Bug 5028

Summary: Wiki Howto/CUDA updates to official CUDA repo compatibility info
Product: Infrastructure Reporter: FeRD (Frank Dana) <ferdnyc>
Component: WebsitesAssignee: Nicolas Chauvet <kwizart>
Status: RESOLVED FIXED    
Severity: enhancement CC: lxtnow, matthias
Priority: P1    
Version: NA   
Hardware: x86_64   
OS: GNU/Linux   
namespace:

Description FeRD (Frank Dana) 2018-09-20 03:38:54 CEST
Nvidia have gone and changed things around in their official CUDA repository, making some of https://rpmfusion.org/Howto/CUDA out of date.

They've released cuda-10-0 (the metapackage) alongside (and requiring) new 410.48 driver packages, several of which have been renamed:

xorg-x11-drv-nvidia-* => nvidia-driver-*
libXNVCtrl-*            => nvidia-libXNVCtrl-*

As a result, the suggested excludes in ยง "Which driver Package" (huh, odd capitalization, just noticed that) are insufficient.

This:
===============
Both "CUDA" and "RPM Fusion" repositories provide the nvidia driver packages.
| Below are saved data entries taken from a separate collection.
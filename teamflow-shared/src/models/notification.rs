/// Notification model
///
/// A simple append/read log. Notifications are written once and read via
/// a capped, recency-ordered list; there is no update or mark-as-read
/// state in this store.
///
/// # Schema
///
/// ```sql
/// CREATE TABLE notifications (
///     id UUID PRIMARY KEY DEFAULT gen_random_uuid(),
///     user_id UUID NOT NULL REFERENCES users(id) ON DELETE CASCADE,
///     message TEXT NOT NULL,
///     created_at TIMESTAMPTZ NOT NULL DEFAULT NOW()
/// );
/// ```

use chrono::{DateTime, Utc};
use serde::{Deserialize, Serialize};
use sqlx::PgPool;
use uuid::Uuid;

/// Maximum number of notifications returned per read
pub const NOTIFICATION_LIST_CAP: i64 = 50;

/// Notification model
#[derive(Debug, Clone, Serialize, Deserialize, sqlx::FromRow)]
#[serde(rename_all = "camelCase")]
pub struct Notification {
    /// Unique notification ID
    pub id: Uuid,

    /// Recipient
    pub user_id: Uuid,

    /// Message body
    pub message: String,

    /// When the notification was created
    pub created_at: DateTime<Utc>,
}

impl Notification {
    /// Appends a notification for a user
    pub async fn create(
        pool: &PgPool,
        user_id: Uuid,
        message: &str,
    ) -> Result<Self, sqlx::Error> {
        let notification = sqlx::query_as::<_, Notification>(
            r#"
            INSERT INTO notifications (user_id, message)
            VALUES ($1, $2)
            RETURNING id, user_id, message, created_at
            "#,
        )
        .bind(user_id)
        .bind(message)
        .fetch_one(pool)
        .await?;

        Ok(notification)
    }

    /// Lists a user's notifications, newest first, capped
    pub async fn list_for_user(pool: &PgPool, user_id: Uuid) -> Result<Vec<Self>, sqlx::Error> {
        let notifications = sqlx::query_as::<_, Notification>(
            r#"
            SELECT id, user_id, message, created_at
            FROM notifications
            WHERE user_id = $1
            ORDER BY created_at DESC
            LIMIT $2
            "#,
        )
        .bind(user_id)
        .bind(NOTIFICATION_LIST_CAP)
        .fetch_all(pool)
        .await?;

        Ok(notifications)
    }
}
Usually, the package provided by RPM Fusion is higher. But in case you want to avoid the risk, add this:

#/etc/yum.repos.d/cuda.repo
[cuda]
name=cuda
...
exclude=xorg-x11-drv-nvidia*,akmod-nvidia*,kmod-nvidia*,nvidia-settings,nvidia-xconfig,nvidia-persistenced
==============

Should be changed to:
===============
Both "CUDA" and "RPM Fusion" repositories provide the nvidia driver packages. Usually, the package provided by RPM Fusion is higher. But in case you want to avoid the risk, add this:

#/etc/yum.repos.d/cuda.repo
[cuda]
name=cuda
...
exclude=nvidia-driver*,xorg-x11-drv-nvidia*,akmod-nvidia*,kmod-nvidia*,nvidia-libXNVCtrl*,nvidia-settings,nvidia-xconfig,nvidia-persistenced
==============

(The old xorg-x11-drv-nvidia* match needs to remain as well, at least for now, because the 396.xx drivers are still there under the old package names.)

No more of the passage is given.